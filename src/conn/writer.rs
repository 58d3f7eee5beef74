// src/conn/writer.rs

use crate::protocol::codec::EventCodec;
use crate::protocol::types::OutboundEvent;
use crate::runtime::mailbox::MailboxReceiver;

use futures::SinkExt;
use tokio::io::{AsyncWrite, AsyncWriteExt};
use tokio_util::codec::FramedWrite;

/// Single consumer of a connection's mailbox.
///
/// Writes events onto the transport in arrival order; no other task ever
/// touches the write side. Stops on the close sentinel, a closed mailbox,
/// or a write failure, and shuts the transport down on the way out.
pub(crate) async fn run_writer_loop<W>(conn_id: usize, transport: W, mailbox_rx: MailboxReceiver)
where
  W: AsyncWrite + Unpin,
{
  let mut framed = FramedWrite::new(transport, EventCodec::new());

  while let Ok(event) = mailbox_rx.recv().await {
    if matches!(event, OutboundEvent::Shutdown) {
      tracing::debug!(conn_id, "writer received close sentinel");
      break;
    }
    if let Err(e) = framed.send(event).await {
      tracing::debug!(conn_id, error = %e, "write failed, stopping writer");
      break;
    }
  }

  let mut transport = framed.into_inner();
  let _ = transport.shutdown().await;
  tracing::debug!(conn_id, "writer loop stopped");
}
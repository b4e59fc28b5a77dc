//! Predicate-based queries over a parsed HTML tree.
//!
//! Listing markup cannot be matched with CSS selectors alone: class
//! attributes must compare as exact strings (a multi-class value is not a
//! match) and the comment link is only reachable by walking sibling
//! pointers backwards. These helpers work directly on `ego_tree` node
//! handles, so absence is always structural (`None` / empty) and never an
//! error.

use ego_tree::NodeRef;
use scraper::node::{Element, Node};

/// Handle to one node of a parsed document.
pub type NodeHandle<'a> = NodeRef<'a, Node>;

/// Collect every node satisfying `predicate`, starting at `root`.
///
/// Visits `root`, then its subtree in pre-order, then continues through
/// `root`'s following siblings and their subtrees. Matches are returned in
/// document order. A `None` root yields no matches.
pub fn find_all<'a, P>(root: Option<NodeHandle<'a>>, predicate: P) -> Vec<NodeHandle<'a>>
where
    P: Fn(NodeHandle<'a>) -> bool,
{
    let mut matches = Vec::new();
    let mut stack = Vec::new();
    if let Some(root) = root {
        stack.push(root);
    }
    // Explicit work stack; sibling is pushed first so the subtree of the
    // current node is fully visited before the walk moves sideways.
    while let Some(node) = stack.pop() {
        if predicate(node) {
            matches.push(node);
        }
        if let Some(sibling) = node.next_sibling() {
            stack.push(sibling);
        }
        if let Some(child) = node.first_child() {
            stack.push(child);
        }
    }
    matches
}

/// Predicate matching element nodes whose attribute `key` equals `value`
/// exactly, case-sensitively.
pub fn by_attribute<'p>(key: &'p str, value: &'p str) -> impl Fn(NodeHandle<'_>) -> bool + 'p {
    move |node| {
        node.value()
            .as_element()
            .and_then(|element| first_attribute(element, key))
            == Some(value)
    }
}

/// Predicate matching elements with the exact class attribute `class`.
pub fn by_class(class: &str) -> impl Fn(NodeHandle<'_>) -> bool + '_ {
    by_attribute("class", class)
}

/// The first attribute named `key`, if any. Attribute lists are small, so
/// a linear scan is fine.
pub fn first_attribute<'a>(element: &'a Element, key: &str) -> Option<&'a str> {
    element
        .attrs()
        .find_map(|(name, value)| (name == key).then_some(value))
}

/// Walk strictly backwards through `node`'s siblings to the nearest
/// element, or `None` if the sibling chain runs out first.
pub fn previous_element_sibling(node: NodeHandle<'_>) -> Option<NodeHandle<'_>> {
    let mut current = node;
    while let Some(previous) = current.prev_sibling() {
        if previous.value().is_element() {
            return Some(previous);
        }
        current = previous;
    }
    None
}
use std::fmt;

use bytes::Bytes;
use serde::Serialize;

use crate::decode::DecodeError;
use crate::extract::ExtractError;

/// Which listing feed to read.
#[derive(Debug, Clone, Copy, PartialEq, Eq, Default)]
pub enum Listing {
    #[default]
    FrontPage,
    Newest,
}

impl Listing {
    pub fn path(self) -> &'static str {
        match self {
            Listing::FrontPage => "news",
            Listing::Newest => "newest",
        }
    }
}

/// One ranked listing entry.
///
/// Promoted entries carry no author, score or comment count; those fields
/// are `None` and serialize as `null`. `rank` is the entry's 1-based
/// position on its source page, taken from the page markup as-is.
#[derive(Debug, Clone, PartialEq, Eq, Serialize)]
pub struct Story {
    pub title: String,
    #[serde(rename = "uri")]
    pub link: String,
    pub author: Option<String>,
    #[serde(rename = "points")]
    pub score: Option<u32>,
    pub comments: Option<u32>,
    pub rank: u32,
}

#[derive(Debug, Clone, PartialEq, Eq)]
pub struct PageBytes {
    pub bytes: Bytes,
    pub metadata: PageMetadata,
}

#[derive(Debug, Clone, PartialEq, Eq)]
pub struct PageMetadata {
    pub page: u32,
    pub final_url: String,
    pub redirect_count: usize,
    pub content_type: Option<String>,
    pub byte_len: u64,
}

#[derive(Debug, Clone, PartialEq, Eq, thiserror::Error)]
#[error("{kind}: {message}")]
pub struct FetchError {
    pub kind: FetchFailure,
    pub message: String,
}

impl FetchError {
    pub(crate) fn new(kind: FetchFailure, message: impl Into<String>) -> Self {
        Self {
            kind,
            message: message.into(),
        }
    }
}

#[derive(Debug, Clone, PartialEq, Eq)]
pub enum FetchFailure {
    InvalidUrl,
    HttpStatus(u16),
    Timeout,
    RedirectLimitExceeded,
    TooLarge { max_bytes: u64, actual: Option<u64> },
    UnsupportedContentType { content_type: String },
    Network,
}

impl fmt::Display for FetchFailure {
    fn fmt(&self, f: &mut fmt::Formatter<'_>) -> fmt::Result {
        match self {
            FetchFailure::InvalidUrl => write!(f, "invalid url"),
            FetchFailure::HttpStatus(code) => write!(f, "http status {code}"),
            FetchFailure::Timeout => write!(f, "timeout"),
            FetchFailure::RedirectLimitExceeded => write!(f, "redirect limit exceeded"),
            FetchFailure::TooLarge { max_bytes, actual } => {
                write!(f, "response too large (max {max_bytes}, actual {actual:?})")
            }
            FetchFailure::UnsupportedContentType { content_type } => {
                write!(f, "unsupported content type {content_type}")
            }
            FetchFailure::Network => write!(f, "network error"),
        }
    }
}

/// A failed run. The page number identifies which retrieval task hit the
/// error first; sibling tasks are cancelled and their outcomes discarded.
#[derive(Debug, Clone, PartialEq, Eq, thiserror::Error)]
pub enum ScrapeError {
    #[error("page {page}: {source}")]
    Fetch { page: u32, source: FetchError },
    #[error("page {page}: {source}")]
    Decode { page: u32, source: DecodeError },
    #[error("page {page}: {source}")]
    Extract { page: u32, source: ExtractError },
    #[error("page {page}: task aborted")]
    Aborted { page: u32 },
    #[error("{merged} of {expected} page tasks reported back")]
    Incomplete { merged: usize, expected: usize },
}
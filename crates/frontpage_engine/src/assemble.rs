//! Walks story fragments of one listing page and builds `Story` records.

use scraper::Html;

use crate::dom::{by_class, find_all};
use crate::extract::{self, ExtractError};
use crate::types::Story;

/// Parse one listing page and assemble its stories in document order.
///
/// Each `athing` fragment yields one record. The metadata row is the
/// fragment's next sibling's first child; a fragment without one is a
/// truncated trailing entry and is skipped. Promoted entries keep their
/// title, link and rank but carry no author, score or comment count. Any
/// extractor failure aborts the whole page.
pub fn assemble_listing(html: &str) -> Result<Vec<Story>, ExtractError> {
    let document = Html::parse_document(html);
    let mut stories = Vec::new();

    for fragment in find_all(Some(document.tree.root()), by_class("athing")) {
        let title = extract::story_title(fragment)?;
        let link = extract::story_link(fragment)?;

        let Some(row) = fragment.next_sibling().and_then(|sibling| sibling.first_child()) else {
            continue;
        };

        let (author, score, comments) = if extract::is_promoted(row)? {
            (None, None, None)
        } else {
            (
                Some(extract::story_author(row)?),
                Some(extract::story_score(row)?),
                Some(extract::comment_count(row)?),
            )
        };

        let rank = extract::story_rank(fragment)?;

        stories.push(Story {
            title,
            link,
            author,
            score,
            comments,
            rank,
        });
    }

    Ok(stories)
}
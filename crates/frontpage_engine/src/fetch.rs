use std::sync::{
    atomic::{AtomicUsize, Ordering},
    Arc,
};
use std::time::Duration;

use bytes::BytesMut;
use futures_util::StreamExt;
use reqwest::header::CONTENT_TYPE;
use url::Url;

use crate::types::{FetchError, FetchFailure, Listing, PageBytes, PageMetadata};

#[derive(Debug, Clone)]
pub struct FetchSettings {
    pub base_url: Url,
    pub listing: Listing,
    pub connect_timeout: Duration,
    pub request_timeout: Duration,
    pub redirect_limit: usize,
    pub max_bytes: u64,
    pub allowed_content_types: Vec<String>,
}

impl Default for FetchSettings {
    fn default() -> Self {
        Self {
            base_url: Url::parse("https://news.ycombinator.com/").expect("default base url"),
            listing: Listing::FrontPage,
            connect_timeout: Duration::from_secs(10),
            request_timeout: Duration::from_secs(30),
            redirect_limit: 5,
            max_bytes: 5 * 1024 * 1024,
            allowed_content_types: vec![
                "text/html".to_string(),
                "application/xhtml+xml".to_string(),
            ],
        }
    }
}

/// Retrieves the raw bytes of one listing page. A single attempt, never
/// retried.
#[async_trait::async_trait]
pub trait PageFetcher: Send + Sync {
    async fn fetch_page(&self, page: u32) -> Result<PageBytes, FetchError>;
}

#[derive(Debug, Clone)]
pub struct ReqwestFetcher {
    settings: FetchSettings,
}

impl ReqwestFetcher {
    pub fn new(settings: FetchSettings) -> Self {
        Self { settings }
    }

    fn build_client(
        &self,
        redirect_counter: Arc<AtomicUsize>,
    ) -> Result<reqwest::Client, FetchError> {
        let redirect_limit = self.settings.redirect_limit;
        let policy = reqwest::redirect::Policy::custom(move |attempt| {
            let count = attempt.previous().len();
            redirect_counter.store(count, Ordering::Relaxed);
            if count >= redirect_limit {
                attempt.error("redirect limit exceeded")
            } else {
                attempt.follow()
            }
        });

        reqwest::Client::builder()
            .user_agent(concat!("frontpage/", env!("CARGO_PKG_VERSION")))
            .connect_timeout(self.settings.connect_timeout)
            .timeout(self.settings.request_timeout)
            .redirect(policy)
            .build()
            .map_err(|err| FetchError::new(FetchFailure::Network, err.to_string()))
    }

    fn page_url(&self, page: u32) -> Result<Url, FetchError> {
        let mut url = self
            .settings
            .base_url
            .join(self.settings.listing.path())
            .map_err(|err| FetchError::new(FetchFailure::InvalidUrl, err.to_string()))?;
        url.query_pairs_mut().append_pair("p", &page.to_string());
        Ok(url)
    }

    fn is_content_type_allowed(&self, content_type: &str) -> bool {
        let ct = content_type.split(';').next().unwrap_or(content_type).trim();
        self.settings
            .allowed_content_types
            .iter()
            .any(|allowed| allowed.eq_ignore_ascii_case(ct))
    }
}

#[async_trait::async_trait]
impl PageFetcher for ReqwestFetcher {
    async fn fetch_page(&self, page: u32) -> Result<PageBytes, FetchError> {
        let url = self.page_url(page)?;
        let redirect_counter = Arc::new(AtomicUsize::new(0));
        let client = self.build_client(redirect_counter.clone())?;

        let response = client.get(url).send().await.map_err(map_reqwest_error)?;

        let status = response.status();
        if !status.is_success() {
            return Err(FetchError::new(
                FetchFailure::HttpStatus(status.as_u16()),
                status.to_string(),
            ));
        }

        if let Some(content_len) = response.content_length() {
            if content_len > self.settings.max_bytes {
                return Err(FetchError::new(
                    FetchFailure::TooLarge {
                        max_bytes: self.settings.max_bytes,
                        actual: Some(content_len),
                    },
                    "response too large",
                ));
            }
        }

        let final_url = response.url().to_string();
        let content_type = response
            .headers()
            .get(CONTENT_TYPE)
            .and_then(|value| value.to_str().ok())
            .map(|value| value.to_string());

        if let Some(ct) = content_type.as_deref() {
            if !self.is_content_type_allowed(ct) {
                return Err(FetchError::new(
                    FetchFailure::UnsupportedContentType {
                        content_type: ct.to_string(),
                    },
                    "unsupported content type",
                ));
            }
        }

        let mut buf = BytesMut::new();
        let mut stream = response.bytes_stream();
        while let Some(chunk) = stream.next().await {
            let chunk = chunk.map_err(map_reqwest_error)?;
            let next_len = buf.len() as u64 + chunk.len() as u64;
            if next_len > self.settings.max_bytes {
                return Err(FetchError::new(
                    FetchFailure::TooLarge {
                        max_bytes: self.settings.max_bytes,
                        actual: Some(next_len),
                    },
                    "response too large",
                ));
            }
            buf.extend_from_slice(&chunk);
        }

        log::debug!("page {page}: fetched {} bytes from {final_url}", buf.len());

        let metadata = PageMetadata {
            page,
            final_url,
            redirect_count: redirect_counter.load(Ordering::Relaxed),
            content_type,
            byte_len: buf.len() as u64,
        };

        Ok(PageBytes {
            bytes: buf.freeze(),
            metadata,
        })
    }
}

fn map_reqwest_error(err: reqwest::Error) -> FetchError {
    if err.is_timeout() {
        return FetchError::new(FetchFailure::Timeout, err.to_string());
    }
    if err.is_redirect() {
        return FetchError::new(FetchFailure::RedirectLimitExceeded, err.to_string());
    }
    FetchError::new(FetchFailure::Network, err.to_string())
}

▶ **YOUR INSTRUCTIONS**:
Above are some records; copy each line there that contains "FramedWrite".

▶ **THE COMPLETED TASK**:
use tokio_util::codec::FramedWrite;
  let mut framed = FramedWrite::new(transport, EventCodec::new());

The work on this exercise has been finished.